Par ailleurs, les commandes des armées françaises restent insuffisantes pour garantir la vitalité du secteur dans la durée, qui dépend donc étroitement des succès à l’export. De 15% dans les années 70, ce sont aujourd’hui 30% des productions défense qui sont exportées. L’exécutif semble en avoir conscience comme en témoignent les propos du ministre des Armées Sébastien Lecornu devant la commission de l’Assemblée nationale de la Défense nationale et des forces armées : « L’export d’armement a un impact significatif sur l’économie. Certaines PME deviennent des championnes à l’export, notamment d’objets de haute technologie. Si les exportations cessent, ces entreprises ferment. » Or la situation n’est pas au beau fixe et les succès du Rafale et des canons Caesar ces dernières années ressemblent bien aux arbres qui cachent la forêt.
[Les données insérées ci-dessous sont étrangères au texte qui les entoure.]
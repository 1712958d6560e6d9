use std::{path::PathBuf, time::Duration};

use serde::{Deserialize, Serialize};

/// Json struct for deployment settings
#[derive(Serialize, Deserialize, Clone, Default, Debug)]
pub struct Settings {
    pub web_port: Option<u16>,
    /// SQLite database file
    pub database: Option<PathBuf>,
    /// Root directory for stored photos and tags
    pub storage_root: Option<PathBuf>,
    /// Externally visible address of this server, used for storage links
    /// and payment redirects
    pub public_url: Option<String>,
    /// Bearer token for the admin routes. Admin routes are disabled if unset.
    pub admin_token: Option<String>,
    /// Endpoint of the face detection service
    pub face_detector_url: Option<String>,
    pub flutterwave: Option<FlutterwaveSettings>,
    /// Registration fee in whole currency units
    pub registration_fee: Option<u32>,
    pub currency: Option<String>,
    pub network_timeout_secs: Option<u64>,
    /// How long a processed photo is kept for its form session
    pub photo_slot_ttl_secs: Option<u64>,
    /// TrueType/OpenType font used for credential tags
    pub tag_font: Option<PathBuf>,
    pub event: Option<EventBranding>,
}

#[derive(Serialize, Deserialize, Clone, Debug)]
pub struct FlutterwaveSettings {
    pub secret_key: String,
    pub base_url: Option<String>,
}

#[derive(Serialize, Deserialize, Clone, Debug, PartialEq)]
pub struct EventBranding {
    pub title: String,
    pub theme: String,
    pub text: String,
}

impl Default for EventBranding {
    fn default() -> Self {
        Self {
            title: "DIOCESAN YOUTH CONVENTION 2025".to_string(),
            theme: "Walking in Integrity".to_string(),
            text: "Proverbs 11:3".to_string(),
        }
    }
}

impl Settings {
    pub fn web_port(&self) -> u16 {
        self.web_port.unwrap_or(28010)
    }

    pub fn database(&self) -> PathBuf {
        self.database
            .clone()
            .unwrap_or_else(|| PathBuf::from("registrar.db"))
    }

    pub fn storage_root(&self) -> PathBuf {
        self.storage_root
            .clone()
            .unwrap_or_else(|| PathBuf::from("storage"))
    }

    pub fn public_url(&self) -> String {
        self.public_url
            .clone()
            .unwrap_or_else(|| format!("http://localhost:{}", self.web_port()))
            .trim_end_matches('/')
            .to_string()
    }

    pub fn registration_fee(&self) -> u32 {
        self.registration_fee.unwrap_or(4000)
    }

    pub fn currency(&self) -> String {
        self.currency.clone().unwrap_or_else(|| "NGN".to_string())
    }

    pub fn network_timeout(&self) -> Duration {
        Duration::from_secs(self.network_timeout_secs.unwrap_or(30))
    }

    pub fn photo_slot_ttl(&self) -> Duration {
        Duration::from_secs(self.photo_slot_ttl_secs.unwrap_or(30 * 60))
    }

    pub fn event(&self) -> EventBranding {
        self.event.clone().unwrap_or_default()
    }
}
Car il y a aussi eu des échecs emblématiques, comme l’affaire largement médiatisée des douze sous-marins australiens, finalement passés sous le nez de Naval Group.
 
De plus, depuis le printemps 2022, l’actualité à l’est de l’Europe a surtout mis en exergue les besoins grandissants en armements terrestres, pour ce que les experts appellent la « haute intensité ». Le conflit en Ukraine – avec son retour aux tranchées, aux batailles de chars et d’artillerie lourde – montre bien le caractère impératif de maintenir en France une capacité durable de conception et de fabrication d’engins et de matériels de ce domaine. Il faut donc doper les exports ici aussi, bien au-delà de quelques dizaines de CAESAR. Le gouvernement est d’autant plus attendu par la Base industrielle et technologique de défense (BITD) que celle-ci s’inquiète d’une loi de programmation défavorable
 
Le succès à l’export est donc un impératif pour des groupes comme Arquus ou Nexter et l’écosystème des PME qui gravitent autour. Si le canon Caesar est devenu célèbre avec l’Ukraine, la BITD attend avec autant d’impatience un succès similaire pour l’ensemble des composants du programme Scorpion, ou encore pour le VBCI, dont la commande espérée de plusieurs centaines d’engins par le Qatar permettrait de maintenir pendant des années les chaines de production et les emplois associés. Mais face à la concurrence, le succès ne semble guère possible sans un solide soutien politique, qui devrait en toute logique mobiliser les équipes rapprochées de l’Élysées et des ministères concernés, les Durel, les Landon, les Le Gouellec et autres poissons pilotes de l’intervention régalienne dans l’économie. Sauf à vouloir connaitre, face à une Allemagne en embuscade, un camouflet équivalent à celui connu en Australie…
 
Que ce soit pour la fabrication des batteries, celle des médicaments ou celle des équipements destinés à la défense, les industriels français vont donc devoir se battre, à la fois contre des concurrents extérieurs et des freins intérieurs. Et l’État va devoir mettre son grain de sel dans l’affaire pour valoriser en plus à l’étranger les forces évidentes du savoir-faire made in France.